▶ The records
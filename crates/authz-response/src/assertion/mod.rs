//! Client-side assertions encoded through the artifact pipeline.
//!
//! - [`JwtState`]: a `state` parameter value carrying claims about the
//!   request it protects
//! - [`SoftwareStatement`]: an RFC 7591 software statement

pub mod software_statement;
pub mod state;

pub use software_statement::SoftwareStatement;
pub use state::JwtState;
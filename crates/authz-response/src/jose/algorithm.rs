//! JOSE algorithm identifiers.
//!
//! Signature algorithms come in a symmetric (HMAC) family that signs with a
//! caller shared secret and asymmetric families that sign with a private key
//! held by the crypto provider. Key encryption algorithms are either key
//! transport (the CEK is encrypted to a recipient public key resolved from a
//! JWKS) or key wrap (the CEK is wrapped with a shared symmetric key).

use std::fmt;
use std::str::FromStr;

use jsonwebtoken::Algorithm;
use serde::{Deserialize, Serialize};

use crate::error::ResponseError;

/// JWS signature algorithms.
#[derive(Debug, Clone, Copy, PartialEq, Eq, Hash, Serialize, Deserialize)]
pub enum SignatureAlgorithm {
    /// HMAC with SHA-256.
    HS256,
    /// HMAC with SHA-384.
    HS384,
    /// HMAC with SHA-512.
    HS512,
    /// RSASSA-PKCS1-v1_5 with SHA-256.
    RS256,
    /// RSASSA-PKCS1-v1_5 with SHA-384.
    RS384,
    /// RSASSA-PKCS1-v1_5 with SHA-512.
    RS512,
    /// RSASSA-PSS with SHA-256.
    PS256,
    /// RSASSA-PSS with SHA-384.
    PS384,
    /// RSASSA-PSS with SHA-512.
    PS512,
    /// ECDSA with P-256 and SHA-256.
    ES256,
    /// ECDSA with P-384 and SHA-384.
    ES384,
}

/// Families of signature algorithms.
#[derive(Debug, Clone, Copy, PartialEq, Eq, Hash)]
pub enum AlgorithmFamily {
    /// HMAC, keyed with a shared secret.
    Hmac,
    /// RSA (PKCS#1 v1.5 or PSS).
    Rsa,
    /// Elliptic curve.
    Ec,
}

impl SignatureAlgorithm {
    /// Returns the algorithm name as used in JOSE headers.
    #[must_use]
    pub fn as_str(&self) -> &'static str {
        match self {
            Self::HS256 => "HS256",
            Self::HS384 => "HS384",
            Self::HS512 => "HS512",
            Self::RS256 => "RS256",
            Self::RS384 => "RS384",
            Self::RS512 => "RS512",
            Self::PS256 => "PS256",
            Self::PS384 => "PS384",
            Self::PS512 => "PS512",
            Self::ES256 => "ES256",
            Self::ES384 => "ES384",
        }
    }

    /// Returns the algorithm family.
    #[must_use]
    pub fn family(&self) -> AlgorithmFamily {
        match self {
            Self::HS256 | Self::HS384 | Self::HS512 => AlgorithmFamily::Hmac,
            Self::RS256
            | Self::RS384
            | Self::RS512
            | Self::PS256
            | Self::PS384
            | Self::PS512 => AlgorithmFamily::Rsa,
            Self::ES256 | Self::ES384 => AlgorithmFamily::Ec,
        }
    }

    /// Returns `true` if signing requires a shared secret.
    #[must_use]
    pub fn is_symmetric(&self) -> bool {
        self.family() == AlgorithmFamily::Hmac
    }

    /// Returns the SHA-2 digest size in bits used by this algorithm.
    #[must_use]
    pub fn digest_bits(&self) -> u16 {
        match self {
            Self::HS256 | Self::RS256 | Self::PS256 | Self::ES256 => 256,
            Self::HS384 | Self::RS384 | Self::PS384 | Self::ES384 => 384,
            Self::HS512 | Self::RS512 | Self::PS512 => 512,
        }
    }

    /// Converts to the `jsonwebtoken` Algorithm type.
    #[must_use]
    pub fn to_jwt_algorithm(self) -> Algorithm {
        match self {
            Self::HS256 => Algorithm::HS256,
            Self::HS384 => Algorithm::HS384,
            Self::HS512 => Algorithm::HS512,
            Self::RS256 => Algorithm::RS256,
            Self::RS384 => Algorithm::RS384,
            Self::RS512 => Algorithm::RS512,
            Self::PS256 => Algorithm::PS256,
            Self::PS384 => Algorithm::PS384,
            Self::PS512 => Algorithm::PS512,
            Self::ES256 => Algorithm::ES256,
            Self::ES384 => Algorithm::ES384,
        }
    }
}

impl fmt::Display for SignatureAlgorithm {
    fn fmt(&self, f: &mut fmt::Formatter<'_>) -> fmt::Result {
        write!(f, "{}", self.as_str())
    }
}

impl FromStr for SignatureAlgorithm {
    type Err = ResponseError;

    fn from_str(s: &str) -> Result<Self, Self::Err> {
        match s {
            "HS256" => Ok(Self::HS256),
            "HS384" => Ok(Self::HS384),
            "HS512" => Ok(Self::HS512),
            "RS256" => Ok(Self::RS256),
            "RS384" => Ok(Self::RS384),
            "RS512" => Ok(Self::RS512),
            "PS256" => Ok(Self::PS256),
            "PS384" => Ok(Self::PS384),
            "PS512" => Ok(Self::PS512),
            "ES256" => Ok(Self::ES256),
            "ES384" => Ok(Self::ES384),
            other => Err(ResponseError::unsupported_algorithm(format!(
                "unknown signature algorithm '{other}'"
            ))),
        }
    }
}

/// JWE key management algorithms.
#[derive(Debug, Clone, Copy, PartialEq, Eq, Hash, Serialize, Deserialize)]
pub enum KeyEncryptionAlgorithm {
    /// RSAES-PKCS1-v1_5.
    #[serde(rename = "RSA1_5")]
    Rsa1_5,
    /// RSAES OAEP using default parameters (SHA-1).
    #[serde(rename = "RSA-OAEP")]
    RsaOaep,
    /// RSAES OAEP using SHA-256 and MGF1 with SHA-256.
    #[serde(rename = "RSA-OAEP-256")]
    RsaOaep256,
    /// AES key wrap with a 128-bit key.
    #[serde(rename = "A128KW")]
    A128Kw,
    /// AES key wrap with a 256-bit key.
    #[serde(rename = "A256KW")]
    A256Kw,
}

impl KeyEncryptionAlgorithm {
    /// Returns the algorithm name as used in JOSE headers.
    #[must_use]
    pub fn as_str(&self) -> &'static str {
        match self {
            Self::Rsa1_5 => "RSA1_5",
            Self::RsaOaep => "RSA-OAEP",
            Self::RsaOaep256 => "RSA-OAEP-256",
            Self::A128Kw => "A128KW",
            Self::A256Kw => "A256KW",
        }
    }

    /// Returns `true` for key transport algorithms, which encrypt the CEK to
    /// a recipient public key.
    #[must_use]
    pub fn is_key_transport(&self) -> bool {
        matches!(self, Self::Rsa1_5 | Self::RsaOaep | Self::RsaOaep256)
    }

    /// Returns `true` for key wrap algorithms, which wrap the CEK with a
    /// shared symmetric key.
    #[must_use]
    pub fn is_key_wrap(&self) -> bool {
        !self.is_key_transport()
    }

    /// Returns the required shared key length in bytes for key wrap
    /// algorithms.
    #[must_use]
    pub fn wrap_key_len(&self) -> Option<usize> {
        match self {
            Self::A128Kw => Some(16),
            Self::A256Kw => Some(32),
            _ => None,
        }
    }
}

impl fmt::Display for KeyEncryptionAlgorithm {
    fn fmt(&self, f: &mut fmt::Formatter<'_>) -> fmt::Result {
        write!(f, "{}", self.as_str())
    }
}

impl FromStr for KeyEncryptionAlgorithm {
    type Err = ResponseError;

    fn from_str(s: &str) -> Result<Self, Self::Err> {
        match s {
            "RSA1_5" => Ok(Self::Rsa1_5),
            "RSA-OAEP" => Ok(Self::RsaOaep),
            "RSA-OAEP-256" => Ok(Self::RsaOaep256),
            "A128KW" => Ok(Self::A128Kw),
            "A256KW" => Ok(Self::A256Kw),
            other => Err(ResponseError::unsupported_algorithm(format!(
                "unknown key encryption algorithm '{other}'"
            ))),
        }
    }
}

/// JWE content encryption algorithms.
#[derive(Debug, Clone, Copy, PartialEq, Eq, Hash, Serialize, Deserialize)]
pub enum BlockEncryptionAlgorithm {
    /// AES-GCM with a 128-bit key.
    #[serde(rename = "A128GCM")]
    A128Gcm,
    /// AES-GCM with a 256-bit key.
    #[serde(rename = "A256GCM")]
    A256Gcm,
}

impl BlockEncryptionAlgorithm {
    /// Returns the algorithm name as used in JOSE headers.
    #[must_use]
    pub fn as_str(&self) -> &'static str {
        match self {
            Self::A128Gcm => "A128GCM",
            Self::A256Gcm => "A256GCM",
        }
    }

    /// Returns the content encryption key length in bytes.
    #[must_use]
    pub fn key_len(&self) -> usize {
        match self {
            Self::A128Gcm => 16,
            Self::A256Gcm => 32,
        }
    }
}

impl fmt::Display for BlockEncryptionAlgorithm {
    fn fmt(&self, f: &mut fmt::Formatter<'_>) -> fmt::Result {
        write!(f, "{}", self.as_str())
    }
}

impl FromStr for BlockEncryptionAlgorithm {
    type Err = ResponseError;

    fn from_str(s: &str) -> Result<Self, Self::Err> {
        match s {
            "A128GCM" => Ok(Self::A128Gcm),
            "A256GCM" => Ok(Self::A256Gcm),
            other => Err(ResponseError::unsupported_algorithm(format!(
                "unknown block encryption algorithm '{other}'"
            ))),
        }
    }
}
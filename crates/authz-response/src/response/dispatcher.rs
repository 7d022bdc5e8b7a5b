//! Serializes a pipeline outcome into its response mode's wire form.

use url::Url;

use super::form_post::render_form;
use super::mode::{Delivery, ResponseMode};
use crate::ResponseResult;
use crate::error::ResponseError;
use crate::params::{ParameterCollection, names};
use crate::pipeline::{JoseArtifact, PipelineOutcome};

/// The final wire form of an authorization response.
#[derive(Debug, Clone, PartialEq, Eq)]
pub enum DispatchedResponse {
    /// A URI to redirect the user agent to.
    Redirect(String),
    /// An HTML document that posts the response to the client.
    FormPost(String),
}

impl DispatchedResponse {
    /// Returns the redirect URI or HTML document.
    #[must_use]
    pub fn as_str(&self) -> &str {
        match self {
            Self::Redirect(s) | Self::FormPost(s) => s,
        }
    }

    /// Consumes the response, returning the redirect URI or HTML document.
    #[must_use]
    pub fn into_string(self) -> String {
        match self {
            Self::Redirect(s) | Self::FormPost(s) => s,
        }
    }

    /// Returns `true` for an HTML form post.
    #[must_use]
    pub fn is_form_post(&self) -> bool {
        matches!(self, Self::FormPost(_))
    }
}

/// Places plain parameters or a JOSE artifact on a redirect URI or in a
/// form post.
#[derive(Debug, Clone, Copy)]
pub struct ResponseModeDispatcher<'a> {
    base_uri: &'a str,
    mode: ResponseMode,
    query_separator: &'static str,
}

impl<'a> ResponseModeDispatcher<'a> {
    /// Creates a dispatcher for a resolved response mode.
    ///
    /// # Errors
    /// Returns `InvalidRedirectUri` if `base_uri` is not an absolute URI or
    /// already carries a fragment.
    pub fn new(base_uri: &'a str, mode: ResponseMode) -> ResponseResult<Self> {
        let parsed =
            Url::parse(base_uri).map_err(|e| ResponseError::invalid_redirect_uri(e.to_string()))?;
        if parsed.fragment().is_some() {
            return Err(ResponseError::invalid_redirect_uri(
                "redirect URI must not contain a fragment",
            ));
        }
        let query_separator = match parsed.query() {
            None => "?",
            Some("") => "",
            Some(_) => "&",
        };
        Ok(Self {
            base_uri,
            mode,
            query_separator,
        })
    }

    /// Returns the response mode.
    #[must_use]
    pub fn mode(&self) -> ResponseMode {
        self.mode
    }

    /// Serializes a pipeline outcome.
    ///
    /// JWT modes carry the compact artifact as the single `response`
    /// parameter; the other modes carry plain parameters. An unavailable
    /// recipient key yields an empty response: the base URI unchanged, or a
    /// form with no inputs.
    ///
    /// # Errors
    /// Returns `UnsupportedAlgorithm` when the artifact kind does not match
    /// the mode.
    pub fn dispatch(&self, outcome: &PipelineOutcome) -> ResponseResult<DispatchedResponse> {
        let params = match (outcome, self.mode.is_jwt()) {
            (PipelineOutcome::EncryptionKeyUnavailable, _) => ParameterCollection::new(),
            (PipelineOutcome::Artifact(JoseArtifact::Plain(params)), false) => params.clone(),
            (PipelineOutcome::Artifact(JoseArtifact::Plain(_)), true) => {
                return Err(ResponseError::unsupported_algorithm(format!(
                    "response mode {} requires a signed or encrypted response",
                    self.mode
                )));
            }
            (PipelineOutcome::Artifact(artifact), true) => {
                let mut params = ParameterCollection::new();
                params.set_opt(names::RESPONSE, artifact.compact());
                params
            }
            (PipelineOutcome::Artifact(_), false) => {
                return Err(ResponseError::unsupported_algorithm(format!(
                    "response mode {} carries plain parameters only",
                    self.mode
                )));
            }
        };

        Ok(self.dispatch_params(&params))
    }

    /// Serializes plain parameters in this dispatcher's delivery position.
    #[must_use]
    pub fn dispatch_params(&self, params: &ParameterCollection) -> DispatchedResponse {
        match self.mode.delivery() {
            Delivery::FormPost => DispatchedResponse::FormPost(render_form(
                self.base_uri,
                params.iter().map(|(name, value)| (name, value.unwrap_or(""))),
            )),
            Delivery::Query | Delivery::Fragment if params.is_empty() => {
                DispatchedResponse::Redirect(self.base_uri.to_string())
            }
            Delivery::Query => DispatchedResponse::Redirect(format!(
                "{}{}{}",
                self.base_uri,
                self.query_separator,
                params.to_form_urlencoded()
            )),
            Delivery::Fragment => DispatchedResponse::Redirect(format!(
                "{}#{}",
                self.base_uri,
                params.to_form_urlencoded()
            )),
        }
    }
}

▶ Problem to work on
Provide the number of lines in the entries above on which the string "filename" is found, and no other text.

▶ Solution
3